Location: Biological Control of Insects Research
Title: Baculovirus replication induces the expression of heat shock proteins in vivo and in vitro Authors
Submitted to: Archives of Virology
Publication Type: Peer Reviewed Journal
Publication Acceptance Date: January 10, 2013
Publication Date: June 29, 2013
Citation: Breitenbach, J.E., Popham, H.J. 2013. Baculovirus replication induces the expression of heat shock proteins in vivo and in vitro. Archives of Virology. 158:1517-1522. Interpretive Summary: Understanding how an insect responds to stressors, such as microbial infection, is a fundamental step to developing novel means of controlling pest insects. Studying corn earworm larvae, we found the level of a messenger RNA that produces a specific heat shock protein increased in response to a fatal baculovirus infection in several different tissues of the caterpillar. A related but different heat shock gene did not respond to infection except in one tissue, very late during infection. No change in these genes was seen in larvae infected with a different baculovirus that did not cause a fatal infection. We also found these same gene responses in insect cells established from corn earworms. We have demonstrated that heat shock genes can have a different response to a virus in insects and cells based on how infective the virus is. These findings allow us to understand how different species of insects respond to baculovirus infection and can be expanded to enable the virus to control a wider range of pest insects. This work will impact scientists working on mechanisms by which an insect resists infection by a virus.
Technical Abstract: A recent handful of studies have linked baculovirus infection with the induction of heat shock proteins, a highly conserved family of cytoprotective proteins. Here, we demonstrate baculovirus-stimulated upregulation of hsp70 transcription in the natural host, Helicoverpa zea. Larvae lethally infected with the Helicoverpa zea single nucleopolyhedrovirus (HzSNPV) accumulated hsp70 transcripts throughout the 72 hour course of infection in the midgut, hemocytes, and fat body. While a maximal 20-fold induction of hsp70 was noted in the midgut and hemocytes, by 72 hours post infection, hsp70 transcription in the fat body of infected larvae was greater than two orders of magnitude over that of mock-infected larvae. These results were largely mirrored in cultures of infected cells, and a potentiation effect was observed in cells that were both heat shocked and infected.

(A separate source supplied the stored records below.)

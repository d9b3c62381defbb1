use std::path::PathBuf;
use thiserror::Error;

use crate::types::FrameIndex;

/// Errors produced by the label tools
#[derive(Debug, Error)]
pub enum Error {
    #[error("I/O error on {}: {source}", .path.display())]
    Io {
        path: PathBuf,
        #[source]
        source: std::io::Error,
    },
    #[error("invalid glob pattern: {0}")]
    Pattern(#[from] glob::PatternError),
    #[error("threshold must be a positive integer, got {0}")]
    InvalidThreshold(String),
    #[error("input directory does not exist: {}", .0.display())]
    MissingInputDir(PathBuf),
    #[error("output directory must differ from the input directory: {}", .0.display())]
    SameInputOutput(PathBuf),
    #[error("backup directory would overwrite the input directory: {}", .0.display())]
    BackupOverlapsInput(PathBuf),
    #[error("frame {index} is claimed by both {} and {}", .first.display(), .second.display())]
    DuplicateFrame {
        index: FrameIndex,
        first: PathBuf,
        second: PathBuf,
    },
    #[error("malformed label line {line}: {reason}")]
    Parse { line: String, reason: String },
    #[error("failed to write report: {0}")]
    Report(#[from] serde_json::Error),
}

impl Error {
    /// Attach a path to an I/O error
    pub fn io(path: impl Into<PathBuf>, source: std::io::Error) -> Self {
        Error::Io {
            path: path.into(),
            source,
        }
    }
}

pub type Result<T> = std::result::Result<T, Error>;
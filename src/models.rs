use chrono::NaiveDate;

#[derive(Debug, Clone, PartialEq)]
pub enum MaritalStatus {
    Single,
    Married,
    Widowed,
    Divorced,
    Other(String),
}

impl MaritalStatus {
    pub fn parse(raw: &str) -> Self {
        match raw.trim() {
            "Solteiro" => Self::Single,
            "Casado" => Self::Married,
            "Viúvo" => Self::Widowed,
            "Divorciado" => Self::Divorced,
            other => Self::Other(other.to_string()),
        }
    }

    pub fn label(&self) -> &str {
        match self {
            Self::Single => "Solteiro",
            Self::Married => "Casado",
            Self::Widowed => "Viúvo",
            Self::Divorced => "Divorciado",
            Self::Other(s) => s,
        }
    }
}

#[derive(Debug, Clone, PartialEq)]
pub enum AccountKind {
    Checking,
    Savings,
    Other(String),
}

impl AccountKind {
    pub fn parse(raw: &str) -> Self {
        match raw.trim() {
            "corrente" => Self::Checking,
            "poupanca" => Self::Savings,
            other => Self::Other(other.to_string()),
        }
    }

    pub fn label(&self) -> &str {
        match self {
            Self::Checking => "Conta corrente",
            Self::Savings => "Poupança",
            Self::Other(s) => s,
        }
    }
}

/// A bank customer. `None` in a coerced field means the sheet value could not
/// be converted and is displayed as unavailable.
#[derive(Debug, Clone, PartialEq)]
pub struct Client {
    pub id: String,
    pub tax_id: String,
    pub national_id: Option<String>,
    pub birth_date: Option<NaiveDate>,
    pub name: String,
    pub social_name: Option<String>,
    pub email: String,
    pub address: String,
    pub annual_income: Option<f64>,
    pub net_worth: Option<f64>,
    pub marital_status: MaritalStatus,
    pub branch_code: Option<i64>,
}

#[derive(Debug, Clone, PartialEq)]
pub struct Account {
    pub id: String,
    pub client_tax_id: String,
    pub kind: AccountKind,
    pub balance: Option<f64>,
    pub credit_limit: Option<f64>,
    pub available_credit: Option<f64>,
}

#[derive(Debug, Clone, PartialEq)]
pub struct Branch {
    pub id: String,
    pub code: Option<i64>,
    pub name: String,
    pub address: String,
}

/// The three record sets loaded once per session.
#[derive(Debug, Clone, Default, PartialEq)]
pub struct Dataset {
    pub clients: Vec<Client>,
    pub accounts: Vec<Account>,
    pub branches: Vec<Branch>,
}

impl Dataset {
    pub fn is_empty(&self) -> bool {
        self.clients.is_empty() && self.accounts.is_empty() && self.branches.is_empty()
    }
}
use colored::Colorize;

use super::load_dataset;
use crate::error::{AppError, Result};
use crate::fmt;
use crate::loader::Sources;
use crate::view::{find_client, ClientDetail, Section};

pub fn run(sources: &Sources, key: &str) -> Result<()> {
    let data = load_dataset(sources)?;
    let client =
        find_client(&data.clients, key).ok_or_else(|| AppError::NotFound(key.to_string()))?;

    let detail = ClientDetail::build(client, &data);
    println!("{}", "Detalhes do Cliente".bold());
    for section in detail.sections() {
        println!();
        print!("{}", render_section(&section));
    }
    Ok(())
}

fn render_section(section: &Section) -> String {
    let mut out = format!("{}\n", section.title.yellow().bold());
    if let Some(note) = section.note {
        out.push_str(&format!("  {note}\n"));
    }
    let width = section
        .fields
        .iter()
        .map(|f| f.label.chars().count())
        .max()
        .unwrap_or(0);
    for field in &section.fields {
        let pad = width - field.label.chars().count();
        let value = if field.value == fmt::UNAVAILABLE {
            field.value.dimmed().to_string()
        } else {
            field.value.clone()
        };
        out.push_str(&format!("  {}:{} {value}\n", field.label, " ".repeat(pad)));
    }
    out
}
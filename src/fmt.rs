use std::sync::OnceLock;

use chrono::NaiveDate;
use regex::Regex;

pub const UNAVAILABLE: &str = "Indisponível";

fn non_digits() -> &'static Regex {
    static RE: OnceLock<Regex> = OnceLock::new();
    RE.get_or_init(|| Regex::new(r"[^0-9]").unwrap())
}

fn cpf_pattern() -> &'static Regex {
    static RE: OnceLock<Regex> = OnceLock::new();
    RE.get_or_init(|| Regex::new(r"^([0-9]{3})([0-9]{3})([0-9]{3})([0-9]{2})$").unwrap())
}

fn cnpj_pattern() -> &'static Regex {
    static RE: OnceLock<Regex> = OnceLock::new();
    RE.get_or_init(|| Regex::new(r"^([0-9]{2})([0-9]{3})([0-9]{3})([0-9]{4})([0-9]{2})$").unwrap())
}

/// Format a CPF (11 digits) as `123.456.789-01` or a CNPJ (14 digits) as
/// `12.345.678/9012-34`. Any other digit count returns the input unchanged.
pub fn tax_id(raw: &str) -> String {
    let digits = non_digits().replace_all(raw, "");
    match digits.len() {
        11 => cpf_pattern().replace(&digits, "$1.$2.$3-$4").into_owned(),
        14 => cnpj_pattern().replace(&digits, "$1.$2.$3/$4-$5").into_owned(),
        _ => raw.to_string(),
    }
}

/// Format a float as Brazilian reais: R$ 1.234,56
pub fn brl(val: f64) -> String {
    let negative = val < 0.0;
    let abs = val.abs();
    let cents = format!("{:.2}", abs);
    let (int_part, dec_part) = cents.split_once('.').unwrap_or((cents.as_str(), "00"));

    let mut grouped = String::new();
    for (i, c) in int_part.chars().rev().enumerate() {
        if i > 0 && i % 3 == 0 {
            grouped.push('.');
        }
        grouped.push(c);
    }
    let grouped: String = grouped.chars().rev().collect();

    if negative && abs >= 0.005 {
        format!("-R$ {grouped},{dec_part}")
    } else {
        format!("R$ {grouped},{dec_part}")
    }
}

/// Currency for a coerced field; the sentinel renders as unavailable.
pub fn money(val: Option<f64>) -> String {
    val.map(brl).unwrap_or_else(|| UNAVAILABLE.to_string())
}

/// Dates display as DD/MM/YYYY.
pub fn date(val: Option<NaiveDate>) -> String {
    val.map(|d| d.format("%d/%m/%Y").to_string())
        .unwrap_or_else(|| UNAVAILABLE.to_string())
}

pub fn code(val: Option<i64>) -> String {
    val.map(|c| c.to_string()).unwrap_or_else(|| UNAVAILABLE.to_string())
}
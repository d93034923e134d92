use super::load_dataset;
use crate::browser::ClientBrowser;
use crate::error::Result;
use crate::loader::Sources;
use crate::view::{Filter, ListState};

pub fn run(sources: &Sources, name: Option<String>, tax_id: Option<String>) -> Result<()> {
    println!("Carregando clientes...");
    let data = load_dataset(sources)?;

    let filter = Filter {
        name: name.unwrap_or_default(),
        tax_id: tax_id.unwrap_or_default(),
    };
    let mut browser = ClientBrowser::new(data, ListState::new(filter));
    browser.run()?;
    Ok(())
}
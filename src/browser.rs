use std::io;

use crossterm::event::{self, Event, KeyCode, KeyEvent, KeyEventKind, KeyModifiers};
use ratatui::{
    layout::{Constraint, Layout, Rect},
    style::Style,
    text::{Line, Span},
    widgets::{Cell, Paragraph, Row, Table, TableState},
    DefaultTerminal, Frame,
};

use crate::fmt;
use crate::models::Dataset;
use crate::tui::{
    self, CURRENT_PAGE_STYLE, FOCUSED_INPUT_STYLE, FOOTER_STYLE, HEADER_STYLE, SELECTED_STYLE,
    UNAVAILABLE_STYLE,
};
use crate::view::{derive_page, ClientDetail, ListState, PageView, Screen, NO_CLIENTS};

enum BrowseMode {
    Normal,
    EditName,
    EditTaxId,
    GotoPage(String),
}

pub enum BrowseAction {
    Continue,
    Close,
}

pub struct ClientBrowser {
    data: Dataset,
    screen: Screen,
    list: ListState,
    selected: usize,
    mode: BrowseMode,
    status_message: Option<String>,
    table_state: TableState,
    detail_scroll: u16,
}

impl ClientBrowser {
    pub fn new(data: Dataset, list: ListState) -> Self {
        Self {
            data,
            screen: Screen::List,
            list,
            selected: 0,
            mode: BrowseMode::Normal,
            status_message: None,
            table_state: TableState::default(),
            detail_scroll: 0,
        }
    }

    pub fn run(&mut self) -> io::Result<()> {
        tui::install_panic_hook();
        let mut terminal = ratatui::init();
        let result = self.event_loop(&mut terminal);
        ratatui::restore();
        result
    }

    fn page(&self) -> PageView<'_> {
        derive_page(&self.data.clients, &self.list)
    }

    /// Draw the current screen into the given frame.
    pub fn draw_frame(&mut self, frame: &mut Frame) {
        match self.screen {
            Screen::List => self.draw_list(frame),
            Screen::Detail(_) => self.draw_detail(frame),
        }
    }

    fn draw_list(&mut self, frame: &mut Frame) {
        let areas = Layout::vertical([
            Constraint::Length(1), // title
            Constraint::Length(2), // filters
            Constraint::Fill(1),   // table
            Constraint::Length(1), // pages
            Constraint::Length(1), // status
            Constraint::Length(1), // keys
        ])
        .split(frame.area());

        frame.render_widget(
            Paragraph::new("Lista de Clientes").style(HEADER_STYLE),
            areas[0],
        );

        let filter = self.list.filter();
        let cursor = "\u{2588}";
        let (name_style, name_cursor) = match self.mode {
            BrowseMode::EditName => (FOCUSED_INPUT_STYLE, cursor),
            _ => (Style::default(), ""),
        };
        let (tax_style, tax_cursor) = match self.mode {
            BrowseMode::EditTaxId => (FOCUSED_INPUT_STYLE, cursor),
            _ => (Style::default(), ""),
        };
        let filter_lines = vec![
            Line::from(vec![
                Span::raw("Nome:     "),
                Span::styled(format!("{}{name_cursor}", filter.name), name_style),
            ]),
            Line::from(vec![
                Span::raw("CPF/CNPJ: "),
                Span::styled(format!("{}{tax_cursor}", filter.tax_id), tax_style),
            ]),
        ];
        frame.render_widget(Paragraph::new(filter_lines), areas[1]);

        let page = self.page();
        let (page_no, page_count, total, row_count) =
            (page.page, page.page_count, page.total, page.rows.len());
        if page.is_empty() {
            frame.render_widget(Paragraph::new(NO_CLIENTS), areas[2]);
        } else {
            let rows: Vec<Row> = page
                .rows
                .iter()
                .map(|c| {
                    Row::new(vec![
                        Cell::from(c.id.clone()),
                        Cell::from(c.name.clone()),
                        Cell::from(fmt::tax_id(&c.tax_id)),
                        Cell::from(c.email.clone()),
                        Cell::from(tui::money_span(c.annual_income)),
                        Cell::from(fmt::code(c.branch_code)),
                    ])
                })
                .collect();
            let widths = [
                Constraint::Length(6),
                Constraint::Fill(1),
                Constraint::Length(18),
                Constraint::Fill(1),
                Constraint::Length(18),
                Constraint::Length(8),
            ];
            let header = ["ID", "Nome", "CPF/CNPJ", "Email", "Renda Anual", "Agência"];
            self.table_state.select(Some(self.selected.min(row_count - 1)));
            let table = Table::new(rows, widths)
                .header(Row::new(header).style(HEADER_STYLE).bottom_margin(1))
                .column_spacing(1)
                .row_highlight_style(SELECTED_STYLE);
            frame.render_stateful_widget(table, areas[2], &mut self.table_state);
        }

        frame.render_widget(Paragraph::new(self.page_bar(page_count)), areas[3]);

        let status = match self.status_message {
            Some(ref msg) => format!("Página {page_no} de {page_count} | {total} clientes | {msg}"),
            None => format!("Página {page_no} de {page_count} | {total} clientes"),
        };
        frame.render_widget(Paragraph::new(status).style(FOOTER_STYLE), areas[4]);

        let keys = match &self.mode {
            BrowseMode::Normal => Paragraph::new(
                "\u{2191}/\u{2193}:select  Enter:details  \u{2190}/\u{2192}:page  g:go to page  Tab:name  c:cpf/cnpj  q:quit",
            )
            .style(FOOTER_STYLE),
            BrowseMode::EditName | BrowseMode::EditTaxId => {
                Paragraph::new("Type to filter, Tab=next filter, Enter/Esc=done").style(FOOTER_STYLE)
            }
            BrowseMode::GotoPage(input) => Paragraph::new(format!("Go to page: {input}{cursor}")),
        };
        frame.render_widget(keys, areas[5]);
    }

    fn page_bar(&self, page_count: usize) -> Line<'static> {
        let enabled = |on: bool| if on { Style::default() } else { FOOTER_STYLE };
        let mut spans = vec![Span::styled("\u{2039} Anterior ", enabled(self.list.can_prev()))];
        for n in 1..=page_count {
            let style = if n == self.list.page() {
                CURRENT_PAGE_STYLE
            } else {
                Style::default()
            };
            spans.push(Span::styled(format!(" {n} "), style));
        }
        spans.push(Span::styled(
            " Pr\u{f3}ximo \u{203a}",
            enabled(self.list.can_next(page_count)),
        ));
        Line::from(spans)
    }

    fn draw_detail(&mut self, frame: &mut Frame) {
        let Screen::Detail(ref client) = self.screen else {
            return;
        };
        let areas = Layout::vertical([
            Constraint::Length(1),
            Constraint::Fill(1),
            Constraint::Length(1),
        ])
        .split(frame.area());

        frame.render_widget(
            Paragraph::new("Detalhes do Cliente").style(HEADER_STYLE),
            areas[0],
        );

        let lines = detail_lines(&ClientDetail::build(client, &self.data), areas[1]);
        let max_scroll = (lines.len() as u16).saturating_sub(areas[1].height);
        self.detail_scroll = self.detail_scroll.min(max_scroll);
        frame.render_widget(Paragraph::new(lines).scroll((self.detail_scroll, 0)), areas[1]);

        frame.render_widget(
            Paragraph::new("\u{2191}/\u{2193}:scroll  b/Esc:voltar para a lista  q:quit")
                .style(FOOTER_STYLE),
            areas[2],
        );
    }

    /// Handle a key event. Returns a BrowseAction indicating what the caller should do.
    pub fn handle_key_event(&mut self, code: KeyCode) -> BrowseAction {
        self.status_message = None;
        match self.screen {
            Screen::List => self.handle_list_key(code),
            Screen::Detail(_) => self.handle_detail_key(code),
        }
    }

    fn handle_list_key(&mut self, code: KeyCode) -> BrowseAction {
        match &self.mode {
            BrowseMode::Normal => match code {
                KeyCode::Char('q') | KeyCode::Esc => return BrowseAction::Close,
                KeyCode::Down => {
                    let rows = self.page().rows.len();
                    if self.selected + 1 < rows {
                        self.selected += 1;
                    }
                }
                KeyCode::Up => {
                    self.selected = self.selected.saturating_sub(1);
                }
                KeyCode::Char('n') | KeyCode::Right | KeyCode::PageDown => {
                    let pages = self.page().page_count;
                    self.list.next_page(pages);
                    self.selected = 0;
                }
                KeyCode::Char('p') | KeyCode::Left | KeyCode::PageUp => {
                    self.list.prev_page();
                    self.selected = 0;
                }
                KeyCode::Home => {
                    let pages = self.page().page_count;
                    self.list.goto_page(1, pages);
                    self.selected = 0;
                }
                KeyCode::End => {
                    let pages = self.page().page_count;
                    self.list.goto_page(pages, pages);
                    self.selected = 0;
                }
                KeyCode::Char('g') => self.mode = BrowseMode::GotoPage(String::new()),
                KeyCode::Tab | KeyCode::Char('/') => self.mode = BrowseMode::EditName,
                KeyCode::Char('c') => self.mode = BrowseMode::EditTaxId,
                KeyCode::Enter => self.open_selected(),
                _ => {}
            },
            BrowseMode::EditName | BrowseMode::EditTaxId => match code {
                KeyCode::Enter | KeyCode::Esc => self.mode = BrowseMode::Normal,
                KeyCode::Tab => {
                    self.mode = match self.mode {
                        BrowseMode::EditName => BrowseMode::EditTaxId,
                        _ => BrowseMode::EditName,
                    };
                }
                KeyCode::Backspace => self.edit_filter(|s| {
                    s.pop();
                }),
                KeyCode::Char(c) => self.edit_filter(|s| s.push(c)),
                _ => {}
            },
            BrowseMode::GotoPage(_) => match code {
                KeyCode::Esc => self.mode = BrowseMode::Normal,
                KeyCode::Enter => self.submit_goto(),
                KeyCode::Backspace => {
                    if let BrowseMode::GotoPage(s) = &mut self.mode {
                        s.pop();
                    }
                }
                KeyCode::Char(c) if c.is_ascii_digit() => {
                    if let BrowseMode::GotoPage(s) = &mut self.mode {
                        s.push(c);
                    }
                }
                _ => {}
            },
        }
        BrowseAction::Continue
    }

    fn handle_detail_key(&mut self, code: KeyCode) -> BrowseAction {
        match code {
            KeyCode::Char('q') => return BrowseAction::Close,
            KeyCode::Char('b') | KeyCode::Esc | KeyCode::Backspace | KeyCode::Left => {
                self.screen.back();
                self.detail_scroll = 0;
            }
            KeyCode::Down => self.detail_scroll = self.detail_scroll.saturating_add(1),
            KeyCode::Up => self.detail_scroll = self.detail_scroll.saturating_sub(1),
            _ => {}
        }
        BrowseAction::Continue
    }

    /// Apply an edit to the focused filter. Any filter change returns to page 1.
    fn edit_filter(&mut self, edit: impl FnOnce(&mut String)) {
        let filter = self.list.filter();
        match self.mode {
            BrowseMode::EditName => {
                let mut value = filter.name.clone();
                edit(&mut value);
                self.list.set_name_filter(value);
            }
            BrowseMode::EditTaxId => {
                let mut value = filter.tax_id.clone();
                edit(&mut value);
                self.list.set_tax_id_filter(value);
            }
            _ => return,
        }
        self.selected = 0;
    }

    fn submit_goto(&mut self) {
        let mode = std::mem::replace(&mut self.mode, BrowseMode::Normal);
        if let BrowseMode::GotoPage(input) = mode {
            let pages = self.page().page_count;
            match input.trim().parse::<usize>() {
                Ok(n) if self.list.goto_page(n, pages) => self.selected = 0,
                _ => self.status_message = Some(format!("Página inválida: {input}")),
            }
        }
    }

    fn open_selected(&mut self) {
        let page = derive_page(&self.data.clients, &self.list);
        if let Some(client) = page.rows.get(self.selected) {
            self.screen.select(client);
            self.detail_scroll = 0;
        }
    }

    fn event_loop(&mut self, terminal: &mut DefaultTerminal) -> io::Result<()> {
        loop {
            terminal.draw(|frame| self.draw_frame(frame))?;

            if let Event::Key(KeyEvent {
                code,
                modifiers,
                kind,
                ..
            }) = event::read()?
            {
                if kind != KeyEventKind::Press {
                    continue;
                }
                if modifiers.contains(KeyModifiers::CONTROL) && code == KeyCode::Char('c') {
                    break;
                }
                match self.handle_key_event(code) {
                    BrowseAction::Close => break,
                    BrowseAction::Continue => {}
                }
            }
        }
        Ok(())
    }
}

const LABEL_WIDTH: usize = 22;

fn detail_lines(detail: &ClientDetail, area: Rect) -> Vec<Line<'static>> {
    let value_width = (area.width as usize).saturating_sub(LABEL_WIDTH + 2).max(10);
    let mut lines = Vec::new();
    for section in detail.sections() {
        lines.push(Line::from(Span::styled(section.title, HEADER_STYLE)));
        if let Some(note) = section.note {
            lines.push(Line::from(format!("  {note}")));
        }
        for field in section.fields {
            let style = if field.value == fmt::UNAVAILABLE {
                UNAVAILABLE_STYLE
            } else {
                Style::default()
            };
            let (wrapped, _) = tui::wrap_text(&field.value, value_width);
            for (i, part) in wrapped.lines().enumerate() {
                let label = if i == 0 {
                    format!("  {:<width$}", field.label, width = LABEL_WIDTH)
                } else {
                    " ".repeat(LABEL_WIDTH + 2)
                };
                lines.push(Line::from(vec![
                    Span::raw(label),
                    Span::styled(part.to_string(), style),
                ]));
            }
        }
        lines.push(Line::from(""));
    }
    lines
}
use crate::error::{AppError, Result};
use crate::loader::{self, SourceFetcher, Sources};
use crate::settings::{settings_path, settings_file_exists};

pub fn run(sources: &Sources) -> Result<()> {
    let path = settings_path();
    if settings_file_exists() {
        println!("Settings:   {}", path.display());
    } else {
        println!("Settings:   {} (not created, using defaults)", path.display());
    }
    println!("Clients:    {}", sources.clients);
    println!("Accounts:   {}", sources.accounts);
    println!("Branches:   {}", sources.branches);

    let outcome = loader::load(sources, &SourceFetcher::new());
    println!();
    if let Some(msg) = outcome.error {
        return Err(AppError::LoadFailed(msg));
    }
    let data = &outcome.dataset;
    if data.is_empty() {
        println!("The configured sheets have no records.");
        return Ok(());
    }
    println!("Clientes:   {}", data.clients.len());
    println!("Contas:     {}", data.accounts.len());
    println!("Agências:   {}", data.branches.len());
    Ok(())
}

In contrast, neither Spodoptera frugiperda multiple NPV nor ultra-violet inactivated HzSNPV were able to stimulate hsp70 transcription in these experimentally non-permissive larvae and cell culture, respectively. Taken together, this report documents baculovirus-mediated upregulation of hsp70 in the natural host, and demonstrates the requirement for productive infection for hsp70 induction in vitro and in vivo.